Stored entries
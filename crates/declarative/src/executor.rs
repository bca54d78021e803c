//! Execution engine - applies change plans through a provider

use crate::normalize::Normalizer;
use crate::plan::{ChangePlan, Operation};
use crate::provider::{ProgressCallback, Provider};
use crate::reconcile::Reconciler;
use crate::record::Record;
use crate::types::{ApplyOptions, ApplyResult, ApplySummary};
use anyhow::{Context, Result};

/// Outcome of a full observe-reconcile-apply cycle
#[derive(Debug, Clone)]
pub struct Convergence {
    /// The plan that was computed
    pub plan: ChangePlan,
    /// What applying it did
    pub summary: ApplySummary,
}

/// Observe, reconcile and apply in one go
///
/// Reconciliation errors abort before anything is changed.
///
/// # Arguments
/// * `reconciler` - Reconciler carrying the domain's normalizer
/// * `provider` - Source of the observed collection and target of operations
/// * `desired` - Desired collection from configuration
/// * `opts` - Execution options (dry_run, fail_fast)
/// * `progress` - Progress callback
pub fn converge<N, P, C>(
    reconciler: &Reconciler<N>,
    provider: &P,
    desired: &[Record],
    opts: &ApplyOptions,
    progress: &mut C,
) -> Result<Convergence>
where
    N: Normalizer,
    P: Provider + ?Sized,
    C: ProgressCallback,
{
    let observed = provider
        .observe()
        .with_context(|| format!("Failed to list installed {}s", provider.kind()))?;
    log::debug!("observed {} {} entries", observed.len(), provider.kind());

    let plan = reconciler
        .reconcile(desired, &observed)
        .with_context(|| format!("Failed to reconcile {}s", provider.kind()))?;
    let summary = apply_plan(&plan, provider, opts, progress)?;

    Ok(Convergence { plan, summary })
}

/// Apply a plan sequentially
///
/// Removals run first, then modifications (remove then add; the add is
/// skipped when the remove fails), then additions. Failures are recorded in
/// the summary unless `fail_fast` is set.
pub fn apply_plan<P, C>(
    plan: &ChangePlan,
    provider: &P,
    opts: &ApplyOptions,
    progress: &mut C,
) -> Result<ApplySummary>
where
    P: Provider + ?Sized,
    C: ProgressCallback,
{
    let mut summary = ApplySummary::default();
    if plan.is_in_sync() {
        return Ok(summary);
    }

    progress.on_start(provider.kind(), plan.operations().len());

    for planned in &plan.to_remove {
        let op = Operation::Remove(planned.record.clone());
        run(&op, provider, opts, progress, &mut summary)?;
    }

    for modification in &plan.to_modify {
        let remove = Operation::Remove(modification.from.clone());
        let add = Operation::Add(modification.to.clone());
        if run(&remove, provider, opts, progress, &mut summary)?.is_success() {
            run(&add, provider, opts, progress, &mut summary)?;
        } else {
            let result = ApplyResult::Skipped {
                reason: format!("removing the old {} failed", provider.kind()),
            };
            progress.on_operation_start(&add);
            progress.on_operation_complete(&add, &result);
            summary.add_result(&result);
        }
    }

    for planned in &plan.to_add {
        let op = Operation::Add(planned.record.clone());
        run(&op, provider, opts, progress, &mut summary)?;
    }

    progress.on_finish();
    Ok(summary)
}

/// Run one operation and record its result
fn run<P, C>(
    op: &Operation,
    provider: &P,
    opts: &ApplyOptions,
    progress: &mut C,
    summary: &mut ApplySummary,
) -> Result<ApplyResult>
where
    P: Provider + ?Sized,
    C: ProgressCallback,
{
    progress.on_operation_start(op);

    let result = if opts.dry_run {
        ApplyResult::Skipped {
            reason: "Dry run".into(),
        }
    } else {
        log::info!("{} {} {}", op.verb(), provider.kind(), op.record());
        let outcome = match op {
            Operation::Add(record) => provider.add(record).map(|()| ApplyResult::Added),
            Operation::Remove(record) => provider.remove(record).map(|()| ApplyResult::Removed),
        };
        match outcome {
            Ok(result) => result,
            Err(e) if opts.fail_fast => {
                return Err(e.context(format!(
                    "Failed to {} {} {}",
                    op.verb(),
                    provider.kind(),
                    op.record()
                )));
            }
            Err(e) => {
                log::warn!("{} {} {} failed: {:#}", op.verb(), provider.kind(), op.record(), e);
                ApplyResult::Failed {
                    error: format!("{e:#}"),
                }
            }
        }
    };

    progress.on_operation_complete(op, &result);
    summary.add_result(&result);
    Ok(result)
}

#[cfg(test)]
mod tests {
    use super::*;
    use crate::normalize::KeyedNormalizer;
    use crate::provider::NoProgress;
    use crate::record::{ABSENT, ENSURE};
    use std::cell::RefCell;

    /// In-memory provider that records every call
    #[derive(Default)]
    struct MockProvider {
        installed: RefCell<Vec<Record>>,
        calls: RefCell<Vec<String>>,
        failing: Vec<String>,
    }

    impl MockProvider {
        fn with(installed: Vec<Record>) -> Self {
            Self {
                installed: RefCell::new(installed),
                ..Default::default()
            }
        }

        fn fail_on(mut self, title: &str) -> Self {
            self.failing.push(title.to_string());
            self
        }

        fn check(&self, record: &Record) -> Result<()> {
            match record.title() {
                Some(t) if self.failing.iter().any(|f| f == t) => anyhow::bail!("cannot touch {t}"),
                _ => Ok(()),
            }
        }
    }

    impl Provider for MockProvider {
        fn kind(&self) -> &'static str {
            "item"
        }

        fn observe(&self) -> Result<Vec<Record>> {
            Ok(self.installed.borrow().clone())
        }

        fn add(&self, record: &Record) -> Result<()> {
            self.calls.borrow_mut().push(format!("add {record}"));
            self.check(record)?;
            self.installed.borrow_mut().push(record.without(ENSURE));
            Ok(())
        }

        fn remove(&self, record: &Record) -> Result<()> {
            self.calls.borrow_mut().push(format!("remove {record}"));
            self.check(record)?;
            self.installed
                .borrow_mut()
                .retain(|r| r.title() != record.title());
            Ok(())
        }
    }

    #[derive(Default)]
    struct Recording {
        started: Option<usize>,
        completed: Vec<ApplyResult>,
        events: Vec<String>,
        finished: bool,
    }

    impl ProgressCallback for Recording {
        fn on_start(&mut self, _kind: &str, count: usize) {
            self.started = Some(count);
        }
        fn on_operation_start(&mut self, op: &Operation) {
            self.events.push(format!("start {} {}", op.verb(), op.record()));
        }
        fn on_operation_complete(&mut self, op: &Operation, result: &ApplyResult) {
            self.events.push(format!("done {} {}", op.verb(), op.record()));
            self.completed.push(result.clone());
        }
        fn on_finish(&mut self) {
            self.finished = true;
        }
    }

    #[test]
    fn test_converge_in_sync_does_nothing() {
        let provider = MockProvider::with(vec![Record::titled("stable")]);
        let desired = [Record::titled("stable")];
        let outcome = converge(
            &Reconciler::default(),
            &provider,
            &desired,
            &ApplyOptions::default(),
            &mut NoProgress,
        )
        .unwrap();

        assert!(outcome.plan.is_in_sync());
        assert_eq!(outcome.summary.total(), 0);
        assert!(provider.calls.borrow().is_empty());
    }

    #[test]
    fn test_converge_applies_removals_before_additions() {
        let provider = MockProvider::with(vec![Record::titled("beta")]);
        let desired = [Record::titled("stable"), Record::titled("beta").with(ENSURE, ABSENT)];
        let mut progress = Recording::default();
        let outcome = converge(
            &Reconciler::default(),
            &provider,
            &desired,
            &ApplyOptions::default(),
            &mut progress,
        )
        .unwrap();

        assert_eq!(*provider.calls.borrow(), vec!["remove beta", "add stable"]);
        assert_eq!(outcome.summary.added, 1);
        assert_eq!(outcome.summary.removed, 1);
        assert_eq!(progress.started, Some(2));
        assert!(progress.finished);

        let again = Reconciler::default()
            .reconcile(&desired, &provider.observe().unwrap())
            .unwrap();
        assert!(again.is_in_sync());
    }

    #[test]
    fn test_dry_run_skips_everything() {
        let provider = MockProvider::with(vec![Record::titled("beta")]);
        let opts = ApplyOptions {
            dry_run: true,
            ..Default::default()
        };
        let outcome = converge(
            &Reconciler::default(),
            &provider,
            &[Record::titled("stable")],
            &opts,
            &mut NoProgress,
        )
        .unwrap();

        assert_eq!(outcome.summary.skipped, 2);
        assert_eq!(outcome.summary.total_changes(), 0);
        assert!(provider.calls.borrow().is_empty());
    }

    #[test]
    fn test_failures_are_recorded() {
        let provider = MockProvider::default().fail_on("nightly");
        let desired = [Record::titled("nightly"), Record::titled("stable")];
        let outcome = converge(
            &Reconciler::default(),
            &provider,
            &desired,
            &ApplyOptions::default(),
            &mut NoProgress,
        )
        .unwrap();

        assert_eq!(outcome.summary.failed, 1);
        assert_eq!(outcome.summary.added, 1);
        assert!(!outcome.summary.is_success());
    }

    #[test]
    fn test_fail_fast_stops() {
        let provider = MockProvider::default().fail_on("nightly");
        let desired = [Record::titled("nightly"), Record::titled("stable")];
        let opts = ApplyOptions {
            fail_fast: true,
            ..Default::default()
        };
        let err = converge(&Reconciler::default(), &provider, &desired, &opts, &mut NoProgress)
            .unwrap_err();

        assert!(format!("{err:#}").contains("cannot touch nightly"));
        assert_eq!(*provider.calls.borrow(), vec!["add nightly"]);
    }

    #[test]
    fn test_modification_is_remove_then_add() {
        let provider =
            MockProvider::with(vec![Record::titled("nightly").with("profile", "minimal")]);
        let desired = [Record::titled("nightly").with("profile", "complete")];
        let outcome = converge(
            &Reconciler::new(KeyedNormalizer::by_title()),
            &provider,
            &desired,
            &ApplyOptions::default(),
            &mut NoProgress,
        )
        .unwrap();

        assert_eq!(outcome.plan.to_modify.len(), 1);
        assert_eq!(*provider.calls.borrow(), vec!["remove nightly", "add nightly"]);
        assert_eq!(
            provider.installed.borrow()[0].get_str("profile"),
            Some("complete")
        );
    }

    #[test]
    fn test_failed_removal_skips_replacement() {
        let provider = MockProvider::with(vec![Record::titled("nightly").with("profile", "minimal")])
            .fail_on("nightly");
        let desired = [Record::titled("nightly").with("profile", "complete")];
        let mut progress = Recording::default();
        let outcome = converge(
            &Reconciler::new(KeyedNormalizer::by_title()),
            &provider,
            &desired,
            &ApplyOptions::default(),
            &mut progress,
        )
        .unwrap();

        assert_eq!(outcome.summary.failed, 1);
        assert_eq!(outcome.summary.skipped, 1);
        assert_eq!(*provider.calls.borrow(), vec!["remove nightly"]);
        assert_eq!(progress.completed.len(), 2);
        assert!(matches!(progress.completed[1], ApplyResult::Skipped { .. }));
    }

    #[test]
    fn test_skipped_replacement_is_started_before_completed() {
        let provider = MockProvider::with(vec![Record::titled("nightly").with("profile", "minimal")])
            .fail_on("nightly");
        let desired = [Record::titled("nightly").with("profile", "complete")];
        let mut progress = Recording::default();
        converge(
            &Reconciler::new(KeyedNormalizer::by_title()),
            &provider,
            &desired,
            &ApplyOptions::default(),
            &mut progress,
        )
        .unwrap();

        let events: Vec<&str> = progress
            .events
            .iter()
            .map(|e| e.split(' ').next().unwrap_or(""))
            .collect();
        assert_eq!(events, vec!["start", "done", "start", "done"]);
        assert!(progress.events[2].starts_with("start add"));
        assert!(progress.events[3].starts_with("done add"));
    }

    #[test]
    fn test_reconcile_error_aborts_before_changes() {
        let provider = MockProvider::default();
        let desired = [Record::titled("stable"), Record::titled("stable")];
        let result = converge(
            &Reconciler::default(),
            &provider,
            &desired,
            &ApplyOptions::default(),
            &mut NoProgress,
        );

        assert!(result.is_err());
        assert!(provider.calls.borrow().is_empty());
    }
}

> _Exercise_
Only the lines with "calls" are needed; find them in the records and copy each one.

> _Answer below_
        calls: RefCell<Vec<String>>,
            self.calls.borrow_mut().push(format!("add {record}"));
            self.calls.borrow_mut().push(format!("remove {record}"));
        assert!(provider.calls.borrow().is_empty());
        assert_eq!(*provider.calls.borrow(), vec!["remove beta", "add stable"]);
        assert!(provider.calls.borrow().is_empty());
        assert_eq!(*provider.calls.borrow(), vec!["add nightly"]);
        assert_eq!(*provider.calls.borrow(), vec!["remove nightly", "add nightly"]);
        assert_eq!(*provider.calls.borrow(), vec!["remove nightly"]);
        assert!(provider.calls.borrow().is_empty());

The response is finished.